Copy each line below that includes "timeout".

Records for the task START

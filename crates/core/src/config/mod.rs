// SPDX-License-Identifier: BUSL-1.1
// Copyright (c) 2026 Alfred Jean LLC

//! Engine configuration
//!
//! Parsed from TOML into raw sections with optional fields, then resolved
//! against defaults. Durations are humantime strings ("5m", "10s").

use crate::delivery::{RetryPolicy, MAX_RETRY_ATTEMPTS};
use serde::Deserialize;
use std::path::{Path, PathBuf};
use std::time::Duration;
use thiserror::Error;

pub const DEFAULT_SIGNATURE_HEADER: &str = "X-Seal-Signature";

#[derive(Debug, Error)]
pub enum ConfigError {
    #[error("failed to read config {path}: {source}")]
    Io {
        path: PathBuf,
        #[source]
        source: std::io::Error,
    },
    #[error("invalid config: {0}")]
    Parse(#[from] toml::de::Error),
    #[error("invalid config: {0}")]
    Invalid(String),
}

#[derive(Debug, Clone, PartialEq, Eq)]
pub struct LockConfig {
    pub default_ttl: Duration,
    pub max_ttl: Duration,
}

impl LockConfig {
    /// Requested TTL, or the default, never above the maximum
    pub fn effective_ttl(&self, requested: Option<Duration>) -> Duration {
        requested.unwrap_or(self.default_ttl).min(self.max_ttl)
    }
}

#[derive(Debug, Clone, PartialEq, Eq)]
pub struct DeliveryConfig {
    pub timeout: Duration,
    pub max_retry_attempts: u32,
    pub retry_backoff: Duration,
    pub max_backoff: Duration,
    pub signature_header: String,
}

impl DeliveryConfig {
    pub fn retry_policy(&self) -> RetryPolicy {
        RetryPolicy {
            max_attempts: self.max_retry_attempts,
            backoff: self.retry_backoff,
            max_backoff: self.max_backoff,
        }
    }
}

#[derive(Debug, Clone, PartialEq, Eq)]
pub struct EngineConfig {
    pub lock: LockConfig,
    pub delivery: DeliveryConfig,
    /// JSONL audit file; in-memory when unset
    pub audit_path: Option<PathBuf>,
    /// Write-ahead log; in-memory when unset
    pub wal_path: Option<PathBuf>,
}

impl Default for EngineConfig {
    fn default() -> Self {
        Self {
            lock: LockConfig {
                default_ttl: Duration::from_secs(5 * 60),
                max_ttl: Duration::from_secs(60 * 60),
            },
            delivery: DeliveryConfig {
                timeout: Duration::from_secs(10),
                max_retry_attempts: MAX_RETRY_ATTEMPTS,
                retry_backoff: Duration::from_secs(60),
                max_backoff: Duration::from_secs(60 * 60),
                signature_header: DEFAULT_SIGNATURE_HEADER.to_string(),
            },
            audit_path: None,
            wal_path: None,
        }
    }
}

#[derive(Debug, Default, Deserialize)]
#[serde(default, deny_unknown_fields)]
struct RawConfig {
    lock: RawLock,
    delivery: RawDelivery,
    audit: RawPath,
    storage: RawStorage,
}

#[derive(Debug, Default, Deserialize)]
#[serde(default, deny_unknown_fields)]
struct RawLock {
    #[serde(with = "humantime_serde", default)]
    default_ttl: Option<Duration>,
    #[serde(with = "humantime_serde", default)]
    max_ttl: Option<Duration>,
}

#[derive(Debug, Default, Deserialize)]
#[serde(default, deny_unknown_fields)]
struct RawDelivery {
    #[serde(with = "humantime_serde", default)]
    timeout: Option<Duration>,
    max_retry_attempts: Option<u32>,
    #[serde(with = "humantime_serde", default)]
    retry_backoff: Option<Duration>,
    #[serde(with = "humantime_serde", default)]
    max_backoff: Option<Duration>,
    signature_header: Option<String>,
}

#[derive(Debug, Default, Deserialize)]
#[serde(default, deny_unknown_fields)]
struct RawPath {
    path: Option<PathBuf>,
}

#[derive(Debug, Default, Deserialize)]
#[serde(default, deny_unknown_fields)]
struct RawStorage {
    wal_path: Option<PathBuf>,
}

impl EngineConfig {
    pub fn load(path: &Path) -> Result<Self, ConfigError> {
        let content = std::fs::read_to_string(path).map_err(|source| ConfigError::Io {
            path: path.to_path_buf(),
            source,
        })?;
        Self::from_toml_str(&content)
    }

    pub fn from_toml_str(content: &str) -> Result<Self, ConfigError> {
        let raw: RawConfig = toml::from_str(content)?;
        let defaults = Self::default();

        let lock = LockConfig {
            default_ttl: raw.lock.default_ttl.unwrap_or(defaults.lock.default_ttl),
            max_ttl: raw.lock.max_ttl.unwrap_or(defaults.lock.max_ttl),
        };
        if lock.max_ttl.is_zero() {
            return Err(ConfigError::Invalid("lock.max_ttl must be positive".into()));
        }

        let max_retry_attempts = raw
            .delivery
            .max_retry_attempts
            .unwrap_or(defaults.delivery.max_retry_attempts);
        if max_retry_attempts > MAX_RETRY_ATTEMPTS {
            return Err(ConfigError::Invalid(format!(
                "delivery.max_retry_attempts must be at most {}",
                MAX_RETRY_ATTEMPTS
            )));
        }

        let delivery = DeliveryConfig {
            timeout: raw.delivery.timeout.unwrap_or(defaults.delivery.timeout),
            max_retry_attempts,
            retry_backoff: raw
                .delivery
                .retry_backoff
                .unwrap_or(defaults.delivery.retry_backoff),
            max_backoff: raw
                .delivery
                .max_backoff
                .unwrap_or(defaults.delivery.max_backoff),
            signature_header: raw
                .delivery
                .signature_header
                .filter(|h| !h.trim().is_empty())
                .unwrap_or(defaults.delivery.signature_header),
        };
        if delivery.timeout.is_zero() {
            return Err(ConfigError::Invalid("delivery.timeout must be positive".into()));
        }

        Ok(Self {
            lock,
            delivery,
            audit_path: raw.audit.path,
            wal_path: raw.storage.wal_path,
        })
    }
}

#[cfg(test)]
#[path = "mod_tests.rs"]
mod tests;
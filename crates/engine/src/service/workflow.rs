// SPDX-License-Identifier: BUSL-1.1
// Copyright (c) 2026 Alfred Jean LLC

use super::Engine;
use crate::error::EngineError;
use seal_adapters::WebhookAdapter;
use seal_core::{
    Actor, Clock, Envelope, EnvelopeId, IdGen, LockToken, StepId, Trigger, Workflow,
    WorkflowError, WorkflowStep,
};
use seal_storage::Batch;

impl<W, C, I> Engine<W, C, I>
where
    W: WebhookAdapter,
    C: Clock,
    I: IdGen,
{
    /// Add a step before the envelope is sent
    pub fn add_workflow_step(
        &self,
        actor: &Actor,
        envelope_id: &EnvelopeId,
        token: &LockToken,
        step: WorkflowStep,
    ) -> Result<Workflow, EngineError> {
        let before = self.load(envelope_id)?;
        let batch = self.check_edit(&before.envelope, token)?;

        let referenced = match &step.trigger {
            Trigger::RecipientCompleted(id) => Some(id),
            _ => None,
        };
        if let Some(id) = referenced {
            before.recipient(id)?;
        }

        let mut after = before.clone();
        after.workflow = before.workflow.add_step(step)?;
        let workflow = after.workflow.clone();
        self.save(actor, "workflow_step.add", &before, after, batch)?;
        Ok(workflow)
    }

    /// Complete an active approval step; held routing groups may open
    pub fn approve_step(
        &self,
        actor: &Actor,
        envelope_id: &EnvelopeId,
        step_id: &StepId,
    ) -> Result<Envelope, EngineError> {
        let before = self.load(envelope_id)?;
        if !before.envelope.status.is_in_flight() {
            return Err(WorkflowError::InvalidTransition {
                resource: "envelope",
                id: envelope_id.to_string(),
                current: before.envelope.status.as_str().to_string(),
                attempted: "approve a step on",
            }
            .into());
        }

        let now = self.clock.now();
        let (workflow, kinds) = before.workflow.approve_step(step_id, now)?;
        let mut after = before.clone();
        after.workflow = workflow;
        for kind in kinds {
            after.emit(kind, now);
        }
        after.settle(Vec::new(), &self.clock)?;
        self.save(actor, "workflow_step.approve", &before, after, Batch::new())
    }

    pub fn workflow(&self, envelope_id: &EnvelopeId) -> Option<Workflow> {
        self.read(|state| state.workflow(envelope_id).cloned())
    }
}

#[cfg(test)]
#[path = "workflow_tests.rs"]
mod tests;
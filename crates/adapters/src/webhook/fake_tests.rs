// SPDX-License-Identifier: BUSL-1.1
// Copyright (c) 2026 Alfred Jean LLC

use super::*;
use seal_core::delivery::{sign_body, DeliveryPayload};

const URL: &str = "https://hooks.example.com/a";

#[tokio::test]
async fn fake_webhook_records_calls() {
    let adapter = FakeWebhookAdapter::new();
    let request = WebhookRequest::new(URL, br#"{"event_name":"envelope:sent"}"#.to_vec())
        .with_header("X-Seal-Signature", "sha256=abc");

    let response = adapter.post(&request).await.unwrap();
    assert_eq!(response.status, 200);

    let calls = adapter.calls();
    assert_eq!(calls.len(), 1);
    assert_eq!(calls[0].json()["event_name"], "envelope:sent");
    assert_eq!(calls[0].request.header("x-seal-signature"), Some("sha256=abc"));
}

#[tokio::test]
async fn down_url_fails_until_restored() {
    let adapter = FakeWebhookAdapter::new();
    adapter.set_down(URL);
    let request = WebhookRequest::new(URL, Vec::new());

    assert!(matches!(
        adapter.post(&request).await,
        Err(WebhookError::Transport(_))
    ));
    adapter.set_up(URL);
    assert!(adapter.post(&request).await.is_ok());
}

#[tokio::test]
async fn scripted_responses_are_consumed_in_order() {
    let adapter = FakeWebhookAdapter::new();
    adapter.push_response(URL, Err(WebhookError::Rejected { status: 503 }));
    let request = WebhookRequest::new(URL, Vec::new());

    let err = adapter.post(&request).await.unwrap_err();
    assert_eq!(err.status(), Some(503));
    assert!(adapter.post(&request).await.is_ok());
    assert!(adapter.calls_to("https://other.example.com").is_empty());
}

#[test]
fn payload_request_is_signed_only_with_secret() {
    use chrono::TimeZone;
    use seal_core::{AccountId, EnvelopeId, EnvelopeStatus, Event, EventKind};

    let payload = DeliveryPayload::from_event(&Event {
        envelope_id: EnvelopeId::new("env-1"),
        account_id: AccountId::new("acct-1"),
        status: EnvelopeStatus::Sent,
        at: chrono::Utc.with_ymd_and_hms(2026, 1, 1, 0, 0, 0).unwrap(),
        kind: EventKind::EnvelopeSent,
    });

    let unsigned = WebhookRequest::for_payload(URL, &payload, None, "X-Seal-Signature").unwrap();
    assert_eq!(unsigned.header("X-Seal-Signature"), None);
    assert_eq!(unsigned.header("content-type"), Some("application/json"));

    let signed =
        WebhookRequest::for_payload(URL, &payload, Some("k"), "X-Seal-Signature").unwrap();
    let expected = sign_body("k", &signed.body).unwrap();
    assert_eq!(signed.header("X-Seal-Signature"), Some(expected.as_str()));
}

Records for the task END

Written answer:
    pub timeout: Duration,
                timeout: Duration::from_secs(10),
    timeout: Option<Duration>,
            timeout: raw.delivery.timeout.unwrap_or(defaults.delivery.timeout),
        if delivery.timeout.is_zero() {
            return Err(ConfigError::Invalid("delivery.timeout must be positive".into()));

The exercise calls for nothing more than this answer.